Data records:
//! # st-stats
//!
//! Descriptive statistics, matrix algebra, hypothesis tests, clustering,
//! and regression models, layered on the distribution engine in
//! `st-distributions`.

#![warn(missing_docs)]
#![forbid(unsafe_code)]

// ── Modules ───────────────────────────────────────────────────────────────────

/// Descriptive statistics.
pub mod descriptive;

/// Goodness-of-fit hypothesis tests.
pub mod hypothesis;

/// K-means clustering.
pub mod kmeans;

/// Matrix algebra over nalgebra.
pub mod matrix;

/// Regression models.
pub mod regression;

// ── Convenience re-exports ────────────────────────────────────────────────────

pub use descriptive::Accumulator;
pub use hypothesis::{chi_square_test, kolmogorov_cdf, kolmogorov_smirnov};
pub use kmeans::KMeans;
pub use matrix::Matrix;
pub use regression::{PowerRegression, SimpleLinearRegression};
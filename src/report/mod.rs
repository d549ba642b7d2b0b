pub mod builder;
pub mod table;
use std::io::{self, Write};

/// Left-aligned text table. Every column but the last is as wide as its
/// widest cell plus `padding`; the last column is written as-is.
#[derive(Debug)]
pub struct Table {
    padding: usize,
    rows: Vec<Vec<String>>,
}

impl Table {
    pub fn new(padding: usize) -> Self {
        Self { padding, rows: Vec::new() }
    }

    pub fn with_header<I, S>(padding: usize, header: I) -> Self
    where
        I: IntoIterator<Item = S>,
        S: Into<String>,
    {
        let mut table = Self::new(padding);
        table.push_row(header);
        table
    }

    pub fn push_row<I, S>(&mut self, cells: I)
    where
        I: IntoIterator<Item = S>,
        S: Into<String>,
    {
        self.rows.push(cells.into_iter().map(Into::into).collect());
    }

    fn column_widths(&self) -> Vec<usize> {
        let columns = self.rows.iter().map(Vec::len).max().unwrap_or(0);
        let mut widths = vec![0; columns.saturating_sub(1)];
        for row in &self.rows {
            // The last cell of a row never takes part in alignment.
            let aligned = row.len().saturating_sub(1);
            for (i, cell) in row.iter().take(aligned).enumerate() {
                widths[i] = widths[i].max(display_width(cell) + self.padding);
            }
        }
        widths
    }

    pub fn write_to<W: Write>(&self, out: &mut W) -> io::Result<()> {
        let widths = self.column_widths();
        for row in &self.rows {
            let last = row.len().saturating_sub(1);
            for (i, cell) in row.iter().enumerate() {
                if i == last {
                    out.write_all(cell.as_bytes())?;
                } else {
                    write!(out, "{}{:pad$}", cell, "", pad = widths[i] - display_width(cell))?;
                }
            }
            out.write_all(b"\n")?;
        }
        out.flush()
    }

    #[cfg(test)]
    pub fn render(&self) -> String {
        let mut out = Vec::new();
        // Writing into a Vec cannot fail.
        let _ = self.write_to(&mut out);
        String::from_utf8_lossy(&out).into_owned()
    }
}

fn display_width(cell: &str) -> usize {
    cell.chars().count()
}
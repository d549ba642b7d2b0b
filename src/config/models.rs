use serde_derive::{Deserialize, Serialize};

// Keys are flat and underscore-free so the same name works in the YAML file,
// as an OSG_* ENV var and as a flag. When adding a field, add a
// #[serde(rename = "ihavenounderscores")] where needed.

#[derive(Debug, Clone, Deserialize, Serialize)]
pub struct Settings {
    #[serde(rename = "gettererurl")]
    pub getterer_url: String,
    #[serde(rename = "statustoken")]
    pub status_token: String,
    /// Per-request timeout in seconds.
    pub ttl: u64,
    /// Minimum whitespace between table columns.
    pub padding: usize,
    #[serde(rename = "loglevel")]
    pub log_level: String,
    #[serde(rename = "sentrydsn")]
    pub sentry_dsn: Option<String>,
}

§ **Task item**:
All of the data shown above must be copied exactly.

§ **Written answer**:
//! # st-stats
//!
//! Descriptive statistics, matrix algebra, hypothesis tests, clustering,
//! and regression models, layered on the distribution engine in
//! `st-distributions`.

#![warn(missing_docs)]
#![forbid(unsafe_code)]

// ── Modules ───────────────────────────────────────────────────────────────────

/// Descriptive statistics.
pub mod descriptive;

/// Goodness-of-fit hypothesis tests.
pub mod hypothesis;

/// K-means clustering.
pub mod kmeans;

/// Matrix algebra over nalgebra.
pub mod matrix;

/// Regression models.
pub mod regression;

// ── Convenience re-exports ────────────────────────────────────────────────────

pub use descriptive::Accumulator;
pub use hypothesis::{chi_square_test, kolmogorov_cdf, kolmogorov_smirnov};
pub use kmeans::KMeans;
pub use matrix::Matrix;
pub use regression::{PowerRegression, SimpleLinearRegression};
filename src/report/mod.rs
repository d549ba642b7d2b0b
pub mod builder;
pub mod table;
use std::io::{self, Write};

/// Left-aligned text table. Every column but the last is as wide as its
/// widest cell plus `padding`; the last column is written as-is.
#[derive(Debug)]
pub struct Table {
    padding: usize,
    rows: Vec<Vec<String>>,
}

impl Table {
    pub fn new(padding: usize) -> Self {
        Self { padding, rows: Vec::new() }
    }

    pub fn with_header<I, S>(padding: usize, header: I) -> Self
    where
        I: IntoIterator<Item = S>,
        S: Into<String>,
    {
        let mut table = Self::new(padding);
        table.push_row(header);
        table
    }

    pub fn push_row<I, S>(&mut self, cells: I)
    where
        I: IntoIterator<Item = S>,
        S: Into<String>,
    {
        self.rows.push(cells.into_iter().map(Into::into).collect());
    }

    fn column_widths(&self) -> Vec<usize> {
        let columns = self.rows.iter().map(Vec::len).max().unwrap_or(0);
        let mut widths = vec![0; columns.saturating_sub(1)];
        for row in &self.rows {
            // The last cell of a row never takes part in alignment.
            let aligned = row.len().saturating_sub(1);
            for (i, cell) in row.iter().take(aligned).enumerate() {
                widths[i] = widths[i].max(display_width(cell) + self.padding);
            }
        }
        widths
    }

    pub fn write_to<W: Write>(&self, out: &mut W) -> io::Result<()> {
        let widths = self.column_widths();
        for row in &self.rows {
            let last = row.len().saturating_sub(1);
            for (i, cell) in row.iter().enumerate() {
                if i == last {
                    out.write_all(cell.as_bytes())?;
                } else {
                    write!(out, "{}{:pad$}", cell, "", pad = widths[i] - display_width(cell))?;
                }
            }
            out.write_all(b"\n")?;
        }
        out.flush()
    }

    #[cfg(test)]
    pub fn render(&self) -> String {
        let mut out = Vec::new();
        // Writing into a Vec cannot fail.
        let _ = self.write_to(&mut out);
        String::from_utf8_lossy(&out).into_owned()
    }
}

fn display_width(cell: &str) -> usize {
    cell.chars().count()
}
repository d549ba642b7d2b0b
filename src/config/models.rs
use serde_derive::{Deserialize, Serialize};

// Keys are flat and underscore-free so the same name works in the YAML file,
// as an OSG_* ENV var and as a flag. When adding a field, add a
// #[serde(rename = "ihavenounderscores")] where needed.

#[derive(Debug, Clone, Deserialize, Serialize)]
pub struct Settings {
    #[serde(rename = "gettererurl")]
    pub getterer_url: String,
    #[serde(rename = "statustoken")]
    pub status_token: String,
    /// Per-request timeout in seconds.
    pub ttl: u64,
    /// Minimum whitespace between table columns.
    pub padding: usize,
    #[serde(rename = "loglevel")]
    pub log_level: String,
    #[serde(rename = "sentrydsn")]
    pub sentry_dsn: Option<String>,
}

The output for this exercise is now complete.